DfromCsv - Creation of D-file from Csv format files.

[ English | Japanese ]

SYNOPSIS

DfromCsv [ -F ] [ -t separator ] [ input-file.. ]

DESCRIPTION

DfromCsv converts csv (Comma Separated Value) files into a D-file.

The first line of each input csv file shall be the label line which gives field names. Other lines are data lines which are converted into D-records. When a data value contains new line characters, the corresponding D-field is repeated. Field filename: is added to each D-record when option -F is given (except for the standard input file).

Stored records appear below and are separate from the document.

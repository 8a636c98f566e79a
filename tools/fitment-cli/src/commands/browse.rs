//! Interactive vehicle selection.

use anyhow::{bail, Result};
use dialoguer::{Confirm, Select};
use fitment_core::catalog::filter;
use fitment_core::selector::LevelStatus;
use fitment_core::vehicle::{Level, VehicleOption};
use fitment_core::OptionId;

use super::matching::{filter_mode, render_metrics, render_results};
use super::BrowseArgs;
use crate::context::Context;
use crate::session::Session;

enum Action {
    Choose(OptionId),
    ShowParts,
    Back(Level),
    StartOver,
    Quit,
}

/// Run the browse command.
pub async fn run(args: BrowseArgs, ctx: &Context) -> Result<()> {
    if ctx.output.is_json() {
        bail!("browse is interactive; use `fitment match --json` instead");
    }

    let items = ctx.load_catalog(args.catalog.as_deref())?;
    let mode = filter_mode(ctx, args.strict);
    let mut session = Session::open(ctx, args.vehicles.as_deref()).await?;

    // `None` once the engine is chosen.
    let mut focus = Some(Level::Brand);
    loop {
        let Some(level) = focus else {
            let selection = session.selector.selection();
            render_results(ctx, selection, &filter(&items, selection, mode));
            let choice = Select::new()
                .with_prompt("Next")
                .items(&["Change engine", "Start over", "Quit"])
                .default(2)
                .interact()?;
            match choice {
                0 => focus = Some(Level::Engine),
                1 => {
                    start_over(&mut session).await?;
                    focus = Some(Level::Brand);
                }
                _ => break,
            }
            continue;
        };

        let options: Vec<VehicleOption> = match session.selector.status_for(level) {
            LevelStatus::Loaded(options) => options.clone(),
            LevelStatus::Error(reason) => {
                ctx.output.warn(&format!(
                    "Could not load {} options: {}",
                    level.display_name(),
                    reason
                ));
                let retry = Confirm::new()
                    .with_prompt("Retry?")
                    .default(true)
                    .interact()?;
                if !retry {
                    break;
                }
                let pending = session.selector.reload(level)?;
                session.wait(pending).await;
                continue;
            }
            LevelStatus::Idle | LevelStatus::Loading => {
                let pending = session.selector.reload(level)?;
                session.wait(pending).await;
                continue;
            }
        };

        if options.is_empty() {
            ctx.output.warn(&format!("No {} options listed", level.display_name()));
        }

        let current = session.selector.selection().get(level).map(|o| o.id.clone());
        let mut actions: Vec<(String, Action)> = options
            .iter()
            .map(|o| (o.display_label.clone(), Action::Choose(o.id.clone())))
            .collect();
        actions.push(("Show parts for current selection".to_string(), Action::ShowParts));
        if let Some(parent) = level.parent() {
            actions.push((format!("Back to {}", parent.display_name()), Action::Back(parent)));
        }
        actions.push(("Start over".to_string(), Action::StartOver));
        actions.push(("Quit".to_string(), Action::Quit));

        let default = current
            .and_then(|id| options.iter().position(|o| o.id == id))
            .unwrap_or(0);
        let labels: Vec<&str> = actions.iter().map(|(label, _)| label.as_str()).collect();
        let choice = Select::new()
            .with_prompt(format!(
                "{} ({})",
                level.display_name(),
                session.selector.selection().describe()
            ))
            .items(&labels)
            .default(default)
            .interact()?;

        match actions.swap_remove(choice).1 {
            Action::Choose(option_id) => {
                if let Some(pending) = session.selector.select(level, option_id)? {
                    session.wait(pending).await;
                }
                focus = level.next();
            }
            Action::ShowParts => {
                let selection = session.selector.selection();
                render_results(ctx, selection, &filter(&items, selection, mode));
            }
            Action::Back(parent) => focus = Some(parent),
            Action::StartOver => {
                start_over(&mut session).await?;
                focus = Some(Level::Brand);
            }
            Action::Quit => break,
        }
    }

    if ctx.output.is_verbose() {
        render_metrics(ctx, &session.metrics());
    }
    Ok(())
}

async fn start_over(session: &mut Session) -> Result<()> {
    session.selector.clear();
    let pending = session.selector.start()?;
    session.wait(pending).await;
    Ok(())
}
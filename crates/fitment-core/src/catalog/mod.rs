//! Catalog items and compatibility filtering.

mod filter;
mod item;

pub use filter::{filter, FilterMode, FilterResults, FilterSummary, FilteredItem};
pub use item::{CatalogItem, CompatibilityField, Fitment};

You may use DfromLine -t , -z q field-name-list to convert csv files. The result is almost same, but DfromCsv takes field names from the label line, while DfromLine needs field-format-list to specify field names. When a csv value has a new line character within QUOTATION MARKs, DfromCsv makes repeating fields, while DfromLine converts it into a string given by -n option. In addition, there are small differences of QUOTATION MARK handling between DfromCsv and D-format.

CSV FORMAT

CSV format specification here is what this program interprets. Though it can work with the well-known software, there is no guarantee that it works with other applications. For the other variations of csv files, DfromLine provides more flexible (thus less simple) way of conversion.

Csv file is a text file under the current locale. It consists of two or more lines, of which first line is the label line that gives the column labels, and other lines are data lines which give data values. (If your csv file has the label line at non top place, you have to make it the first line, somehow.)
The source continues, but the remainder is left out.